• What the task asks:
Nothing in the records may be left out or altered; reproduce them all exactly.

Stored data entries:
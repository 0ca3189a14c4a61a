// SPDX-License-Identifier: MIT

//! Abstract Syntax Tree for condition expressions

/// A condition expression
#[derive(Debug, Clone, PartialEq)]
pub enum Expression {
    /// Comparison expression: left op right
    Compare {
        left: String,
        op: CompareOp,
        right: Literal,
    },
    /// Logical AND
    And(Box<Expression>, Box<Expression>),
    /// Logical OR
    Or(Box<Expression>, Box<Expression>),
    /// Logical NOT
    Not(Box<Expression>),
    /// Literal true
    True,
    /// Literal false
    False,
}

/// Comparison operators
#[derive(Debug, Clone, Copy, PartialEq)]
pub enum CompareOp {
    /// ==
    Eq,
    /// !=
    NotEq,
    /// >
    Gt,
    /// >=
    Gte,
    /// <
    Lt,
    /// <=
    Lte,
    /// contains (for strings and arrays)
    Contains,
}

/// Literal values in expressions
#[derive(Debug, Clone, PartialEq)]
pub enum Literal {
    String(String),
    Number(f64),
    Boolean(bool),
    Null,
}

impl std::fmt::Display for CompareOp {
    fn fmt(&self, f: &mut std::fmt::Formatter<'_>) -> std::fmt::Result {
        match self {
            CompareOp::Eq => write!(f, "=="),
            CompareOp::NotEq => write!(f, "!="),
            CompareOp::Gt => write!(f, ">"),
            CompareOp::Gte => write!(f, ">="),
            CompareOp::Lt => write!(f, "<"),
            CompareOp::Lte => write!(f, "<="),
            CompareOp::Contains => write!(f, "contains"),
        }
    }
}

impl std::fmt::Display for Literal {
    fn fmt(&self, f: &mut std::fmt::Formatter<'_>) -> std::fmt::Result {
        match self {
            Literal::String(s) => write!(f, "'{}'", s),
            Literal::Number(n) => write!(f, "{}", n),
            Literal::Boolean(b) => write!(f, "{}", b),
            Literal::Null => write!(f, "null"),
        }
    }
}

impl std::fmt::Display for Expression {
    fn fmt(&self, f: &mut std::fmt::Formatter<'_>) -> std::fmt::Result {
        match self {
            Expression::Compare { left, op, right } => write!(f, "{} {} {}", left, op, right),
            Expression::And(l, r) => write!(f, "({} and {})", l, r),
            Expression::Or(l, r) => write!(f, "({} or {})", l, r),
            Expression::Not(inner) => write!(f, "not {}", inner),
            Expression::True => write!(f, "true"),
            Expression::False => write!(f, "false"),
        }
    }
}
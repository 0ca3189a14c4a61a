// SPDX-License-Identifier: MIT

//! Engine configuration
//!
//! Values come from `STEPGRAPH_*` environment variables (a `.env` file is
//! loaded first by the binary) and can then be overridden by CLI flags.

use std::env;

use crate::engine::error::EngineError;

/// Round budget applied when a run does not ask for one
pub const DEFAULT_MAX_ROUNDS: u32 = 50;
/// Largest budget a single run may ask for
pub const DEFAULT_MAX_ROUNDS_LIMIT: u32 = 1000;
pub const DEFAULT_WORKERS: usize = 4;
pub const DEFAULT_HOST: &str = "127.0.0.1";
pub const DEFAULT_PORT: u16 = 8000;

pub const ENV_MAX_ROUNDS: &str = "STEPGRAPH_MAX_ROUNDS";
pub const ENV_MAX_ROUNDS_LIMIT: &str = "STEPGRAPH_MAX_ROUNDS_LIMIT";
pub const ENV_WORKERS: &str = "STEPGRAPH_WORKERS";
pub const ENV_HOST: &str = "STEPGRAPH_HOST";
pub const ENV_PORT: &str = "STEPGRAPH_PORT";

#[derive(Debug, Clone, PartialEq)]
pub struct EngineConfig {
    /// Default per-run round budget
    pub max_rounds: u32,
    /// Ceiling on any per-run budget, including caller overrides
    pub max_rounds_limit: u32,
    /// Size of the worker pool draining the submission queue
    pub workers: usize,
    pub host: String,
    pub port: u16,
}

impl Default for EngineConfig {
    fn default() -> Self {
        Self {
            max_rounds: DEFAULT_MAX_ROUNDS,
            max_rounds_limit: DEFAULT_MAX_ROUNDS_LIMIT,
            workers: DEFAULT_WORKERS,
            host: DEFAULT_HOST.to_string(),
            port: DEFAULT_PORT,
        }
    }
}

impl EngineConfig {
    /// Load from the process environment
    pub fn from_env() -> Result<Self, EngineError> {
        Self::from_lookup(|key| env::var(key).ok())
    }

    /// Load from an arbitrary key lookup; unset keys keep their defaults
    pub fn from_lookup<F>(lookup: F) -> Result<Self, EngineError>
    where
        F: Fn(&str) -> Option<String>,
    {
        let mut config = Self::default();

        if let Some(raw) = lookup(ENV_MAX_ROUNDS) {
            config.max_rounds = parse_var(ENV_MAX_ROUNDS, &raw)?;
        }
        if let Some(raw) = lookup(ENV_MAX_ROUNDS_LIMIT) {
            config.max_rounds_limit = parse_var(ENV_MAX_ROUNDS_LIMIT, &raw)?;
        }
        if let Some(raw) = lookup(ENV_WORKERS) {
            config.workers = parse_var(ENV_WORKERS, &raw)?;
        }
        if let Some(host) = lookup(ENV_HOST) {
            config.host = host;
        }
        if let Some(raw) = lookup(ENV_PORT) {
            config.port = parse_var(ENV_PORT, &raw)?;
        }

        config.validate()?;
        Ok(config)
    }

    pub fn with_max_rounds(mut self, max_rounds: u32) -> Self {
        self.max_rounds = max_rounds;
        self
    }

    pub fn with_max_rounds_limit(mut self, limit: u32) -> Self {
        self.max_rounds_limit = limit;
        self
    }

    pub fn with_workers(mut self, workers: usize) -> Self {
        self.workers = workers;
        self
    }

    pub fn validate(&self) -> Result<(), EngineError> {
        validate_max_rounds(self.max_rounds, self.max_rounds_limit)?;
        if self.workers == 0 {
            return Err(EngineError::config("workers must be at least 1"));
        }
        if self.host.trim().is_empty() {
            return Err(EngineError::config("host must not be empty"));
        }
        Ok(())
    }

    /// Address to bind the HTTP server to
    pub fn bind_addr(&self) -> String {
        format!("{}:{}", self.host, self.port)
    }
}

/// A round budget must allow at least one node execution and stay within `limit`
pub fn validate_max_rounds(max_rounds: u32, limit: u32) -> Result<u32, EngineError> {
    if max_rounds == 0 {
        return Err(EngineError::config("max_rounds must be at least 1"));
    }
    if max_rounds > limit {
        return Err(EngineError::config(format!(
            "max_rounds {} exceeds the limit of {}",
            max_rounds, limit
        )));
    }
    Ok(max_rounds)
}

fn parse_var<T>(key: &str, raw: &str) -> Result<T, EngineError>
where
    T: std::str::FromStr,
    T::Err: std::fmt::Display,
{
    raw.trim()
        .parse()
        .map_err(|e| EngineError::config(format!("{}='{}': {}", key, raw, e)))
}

• Written response:
repository 0ca3189a14c4a61a
// SPDX-License-Identifier: MIT

//! Abstract Syntax Tree for condition expressions

/// A condition expression
#[derive(Debug, Clone, PartialEq)]
pub enum Expression {
    /// Comparison expression: left op right
    Compare {
        left: String,
        op: CompareOp,
        right: Literal,
    },
    /// Logical AND
    And(Box<Expression>, Box<Expression>),
    /// Logical OR
    Or(Box<Expression>, Box<Expression>),
    /// Logical NOT
    Not(Box<Expression>),
    /// Literal true
    True,
    /// Literal false
    False,
}

/// Comparison operators
#[derive(Debug, Clone, Copy, PartialEq)]
pub enum CompareOp {
    /// ==
    Eq,
    /// !=
    NotEq,
    /// >
    Gt,
    /// >=
    Gte,
    /// <
    Lt,
    /// <=
    Lte,
    /// contains (for strings and arrays)
    Contains,
}

/// Literal values in expressions
#[derive(Debug, Clone, PartialEq)]
pub enum Literal {
    String(String),
    Number(f64),
    Boolean(bool),
    Null,
}

impl std::fmt::Display for CompareOp {
    fn fmt(&self, f: &mut std::fmt::Formatter<'_>) -> std::fmt::Result {
        match self {
            CompareOp::Eq => write!(f, "=="),
            CompareOp::NotEq => write!(f, "!="),
            CompareOp::Gt => write!(f, ">"),
            CompareOp::Gte => write!(f, ">="),
            CompareOp::Lt => write!(f, "<"),
            CompareOp::Lte => write!(f, "<="),
            CompareOp::Contains => write!(f, "contains"),
        }
    }
}

impl std::fmt::Display for Literal {
    fn fmt(&self, f: &mut std::fmt::Formatter<'_>) -> std::fmt::Result {
        match self {
            Literal::String(s) => write!(f, "'{}'", s),
            Literal::Number(n) => write!(f, "{}", n),
            Literal::Boolean(b) => write!(f, "{}", b),
            Literal::Null => write!(f, "null"),
        }
    }
}

impl std::fmt::Display for Expression {
    fn fmt(&self, f: &mut std::fmt::Formatter<'_>) -> std::fmt::Result {
        match self {
            Expression::Compare { left, op, right } => write!(f, "{} {} {}", left, op, right),
            Expression::And(l, r) => write!(f, "({} and {})", l, r),
            Expression::Or(l, r) => write!(f, "({} or {})", l, r),
            Expression::Not(inner) => write!(f, "not {}", inner),
            Expression::True => write!(f, "true"),
            Expression::False => write!(f, "false"),
        }
    }
}
repository 0ca3189a14c4a61a
// SPDX-License-Identifier: MIT

//! Engine configuration
//!
//! Values come from `STEPGRAPH_*` environment variables (a `.env` file is
//! loaded first by the binary) and can then be overridden by CLI flags.

use std::env;

use crate::engine::error::EngineError;

/// Round budget applied when a run does not ask for one
pub const DEFAULT_MAX_ROUNDS: u32 = 50;
/// Largest budget a single run may ask for
pub const DEFAULT_MAX_ROUNDS_LIMIT: u32 = 1000;
pub const DEFAULT_WORKERS: usize = 4;
pub const DEFAULT_HOST: &str = "127.0.0.1";
pub const DEFAULT_PORT: u16 = 8000;

pub const ENV_MAX_ROUNDS: &str = "STEPGRAPH_MAX_ROUNDS";
pub const ENV_MAX_ROUNDS_LIMIT: &str = "STEPGRAPH_MAX_ROUNDS_LIMIT";
pub const ENV_WORKERS: &str = "STEPGRAPH_WORKERS";
pub const ENV_HOST: &str = "STEPGRAPH_HOST";
pub const ENV_PORT: &str = "STEPGRAPH_PORT";

#[derive(Debug, Clone, PartialEq)]
pub struct EngineConfig {
    /// Default per-run round budget
    pub max_rounds: u32,
    /// Ceiling on any per-run budget, including caller overrides
    pub max_rounds_limit: u32,
    /// Size of the worker pool draining the submission queue
    pub workers: usize,
    pub host: String,
    pub port: u16,
}

impl Default for EngineConfig {
    fn default() -> Self {
        Self {
            max_rounds: DEFAULT_MAX_ROUNDS,
            max_rounds_limit: DEFAULT_MAX_ROUNDS_LIMIT,
            workers: DEFAULT_WORKERS,
            host: DEFAULT_HOST.to_string(),
            port: DEFAULT_PORT,
        }
    }
}

impl EngineConfig {
    /// Load from the process environment
    pub fn from_env() -> Result<Self, EngineError> {
        Self::from_lookup(|key| env::var(key).ok())
    }

    /// Load from an arbitrary key lookup; unset keys keep their defaults
    pub fn from_lookup<F>(lookup: F) -> Result<Self, EngineError>
    where
        F: Fn(&str) -> Option<String>,
    {
        let mut config = Self::default();

        if let Some(raw) = lookup(ENV_MAX_ROUNDS) {
            config.max_rounds = parse_var(ENV_MAX_ROUNDS, &raw)?;
        }
        if let Some(raw) = lookup(ENV_MAX_ROUNDS_LIMIT) {
            config.max_rounds_limit = parse_var(ENV_MAX_ROUNDS_LIMIT, &raw)?;
        }
        if let Some(raw) = lookup(ENV_WORKERS) {
            config.workers = parse_var(ENV_WORKERS, &raw)?;
        }
        if let Some(host) = lookup(ENV_HOST) {
            config.host = host;
        }
        if let Some(raw) = lookup(ENV_PORT) {
            config.port = parse_var(ENV_PORT, &raw)?;
        }

        config.validate()?;
        Ok(config)
    }

    pub fn with_max_rounds(mut self, max_rounds: u32) -> Self {
        self.max_rounds = max_rounds;
        self
    }

    pub fn with_max_rounds_limit(mut self, limit: u32) -> Self {
        self.max_rounds_limit = limit;
        self
    }

    pub fn with_workers(mut self, workers: usize) -> Self {
        self.workers = workers;
        self
    }

    pub fn validate(&self) -> Result<(), EngineError> {
        validate_max_rounds(self.max_rounds, self.max_rounds_limit)?;
        if self.workers == 0 {
            return Err(EngineError::config("workers must be at least 1"));
        }
        if self.host.trim().is_empty() {
            return Err(EngineError::config("host must not be empty"));
        }
        Ok(())
    }

    /// Address to bind the HTTP server to
    pub fn bind_addr(&self) -> String {
        format!("{}:{}", self.host, self.port)
    }
}

/// A round budget must allow at least one node execution and stay within `limit`
pub fn validate_max_rounds(max_rounds: u32, limit: u32) -> Result<u32, EngineError> {
    if max_rounds == 0 {
        return Err(EngineError::config("max_rounds must be at least 1"));
    }
    if max_rounds > limit {
        return Err(EngineError::config(format!(
            "max_rounds {} exceeds the limit of {}",
            max_rounds, limit
        )));
    }
    Ok(max_rounds)
}

fn parse_var<T>(key: &str, raw: &str) -> Result<T, EngineError>
where
    T: std::str::FromStr,
    T::Err: std::fmt::Display,
{
    raw.trim()
        .parse()
        .map_err(|e| EngineError::config(format!("{}='{}': {}", key, raw, e)))
}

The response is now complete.